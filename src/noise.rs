//! # Curve Transport Sessions
//!
//! Curve-authenticated endpoints run a Noise IK handshake
//! (`Noise_IK_25519_ChaChaPoly_BLAKE2s`) directly on the freshly-opened
//! stream, before any frame is exchanged. The dialer must already know the
//! listener's 32-byte pubkey (that is what makes the endpoint "curve"); the
//! listener learns the dialer's pubkey from the handshake. Ed25519 identity
//! keys are mapped onto X25519 for the DH, and the initiator proves the
//! mapping by sending its Ed25519 key as the first handshake payload, which
//! the responder checks against the handshake's remote static.
//!
//! After the handshake each frame record is carried as one or more encrypted
//! segments, each a u16-BE ciphertext length followed by the ciphertext,
//! since a single Noise message tops out at 64 KiB.

use std::sync::{Mutex, OnceLock};

use anyhow::{bail, Context, Result};
use snow::{params::NoiseParams, Builder, TransportState};
use tokio::io::{AsyncRead, AsyncReadExt, AsyncWrite, AsyncWriteExt};

use crate::identity::{Identity, Keypair};

const NOISE_PATTERN: &str = "Noise_IK_25519_ChaChaPoly_BLAKE2s";

/// Largest Noise message, a protocol constant.
const MAX_NOISE_MSG: usize = 65535;

/// AEAD tag appended to every encrypted segment.
const TAG_LEN: usize = 16;

/// Largest plaintext that fits a single encrypted segment.
pub(crate) const MAX_SEGMENT: usize = MAX_NOISE_MSG - TAG_LEN;

fn noise_params() -> &'static NoiseParams {
    static PARAMS: OnceLock<NoiseParams> = OnceLock::new();
    PARAMS.get_or_init(|| NOISE_PATTERN.parse().expect("hardcoded noise pattern is valid"))
}

/// Established transport cipher, shared by a connection's read and write
/// halves. The lock is held only for the in-memory cipher operation, never
/// across socket IO.
pub(crate) struct SessionCipher {
    state: Mutex<TransportState>,
}

impl SessionCipher {
    fn new(state: TransportState) -> Self {
        Self {
            state: Mutex::new(state),
        }
    }

    pub fn encrypt(&self, plaintext: &[u8]) -> Result<Vec<u8>> {
        if plaintext.len() > MAX_SEGMENT {
            bail!("segment of {} bytes exceeds noise limit", plaintext.len());
        }
        let mut buf = vec![0u8; plaintext.len() + TAG_LEN];
        let n = self
            .state
            .lock()
            .expect("cipher mutex poisoned")
            .write_message(plaintext, &mut buf)
            .context("noise encryption failed")?;
        buf.truncate(n);
        Ok(buf)
    }

    pub fn decrypt(&self, ciphertext: &[u8]) -> Result<Vec<u8>> {
        let mut buf = vec![0u8; ciphertext.len()];
        let n = self
            .state
            .lock()
            .expect("cipher mutex poisoned")
            .read_message(ciphertext, &mut buf)
            .context("noise decryption failed")?;
        buf.truncate(n);
        Ok(buf)
    }
}

/// Dial-side handshake. `remote` is the listener's long-term pubkey.
pub(crate) async fn handshake_initiator<S>(
    stream: &mut S,
    keypair: &Keypair,
    remote: &Identity,
) -> Result<SessionCipher>
where
    S: AsyncRead + AsyncWrite + Unpin,
{
    let local = keypair.to_x25519();
    let remote_x = remote
        .to_x25519()
        .context("remote pubkey is not a valid curve point")?;
    let mut hs = Builder::new(noise_params().clone())
        .local_private_key(&local.private)
        .remote_public_key(&remote_x)
        .build_initiator()
        .context("failed to build handshake initiator")?;

    // msg1 carries our Ed25519 identity so the responder can bind it to the
    // X25519 static authenticated by the handshake.
    let mut buf = vec![0u8; 256];
    let n = hs
        .write_message(keypair.identity().as_bytes(), &mut buf)
        .context("failed to write handshake init")?;
    write_hs_msg(stream, &buf[..n]).await?;

    let msg2 = read_hs_msg(stream).await?;
    let mut payload = vec![0u8; msg2.len()];
    hs.read_message(&msg2, &mut payload)
        .context("handshake response rejected")?;

    let transport = hs
        .into_transport_mode()
        .context("handshake did not complete")?;
    Ok(SessionCipher::new(transport))
}

/// Accept-side handshake. Returns the cipher and the dialer's verified
/// identity.
pub(crate) async fn handshake_responder<S>(
    stream: &mut S,
    keypair: &Keypair,
) -> Result<(SessionCipher, Identity)>
where
    S: AsyncRead + AsyncWrite + Unpin,
{
    let local = keypair.to_x25519();
    let mut hs = Builder::new(noise_params().clone())
        .local_private_key(&local.private)
        .build_responder()
        .context("failed to build handshake responder")?;

    let msg1 = read_hs_msg(stream).await?;
    let mut payload = vec![0u8; msg1.len()];
    let n = hs
        .read_message(&msg1, &mut payload)
        .context("handshake init rejected")?;

    // The payload claims an Ed25519 identity; it must map onto the X25519
    // static the handshake actually authenticated.
    if n != 32 {
        bail!("handshake payload is {} bytes, expected a 32-byte identity", n);
    }
    let mut id_bytes = [0u8; 32];
    id_bytes.copy_from_slice(&payload[..32]);
    let claimed = Identity::from_bytes(id_bytes);
    let claimed_x = claimed
        .to_x25519()
        .context("claimed identity is not a valid curve point")?;
    let remote_static = hs
        .get_remote_static()
        .context("handshake exposed no remote static")?;
    if remote_static != claimed_x.as_slice() {
        bail!(
            "identity mismatch: claimed {} does not own the handshake static",
            claimed.log_id()
        );
    }

    let mut resp = vec![0u8; 256];
    let n = hs
        .write_message(&[], &mut resp)
        .context("failed to write handshake response")?;
    write_hs_msg(stream, &resp[..n]).await?;

    let transport = hs
        .into_transport_mode()
        .context("handshake did not complete")?;
    Ok((SessionCipher::new(transport), claimed))
}

async fn write_hs_msg<S: AsyncWrite + Unpin>(stream: &mut S, msg: &[u8]) -> Result<()> {
    let len = u16::try_from(msg.len()).context("handshake message too large")?;
    stream.write_all(&len.to_be_bytes()).await?;
    stream.write_all(msg).await?;
    stream.flush().await?;
    Ok(())
}

async fn read_hs_msg<S: AsyncRead + Unpin>(stream: &mut S) -> Result<Vec<u8>> {
    let mut len_buf = [0u8; 2];
    stream
        .read_exact(&mut len_buf)
        .await
        .context("connection closed during handshake")?;
    let len = u16::from_be_bytes(len_buf) as usize;
    let mut msg = vec![0u8; len];
    stream
        .read_exact(&mut msg)
        .await
        .context("connection closed during handshake")?;
    Ok(msg)
}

....

Please copy out every line of the preceding listing that carries "rejected".

        .context("handshake response rejected")?;
        .context("handshake init rejected")?;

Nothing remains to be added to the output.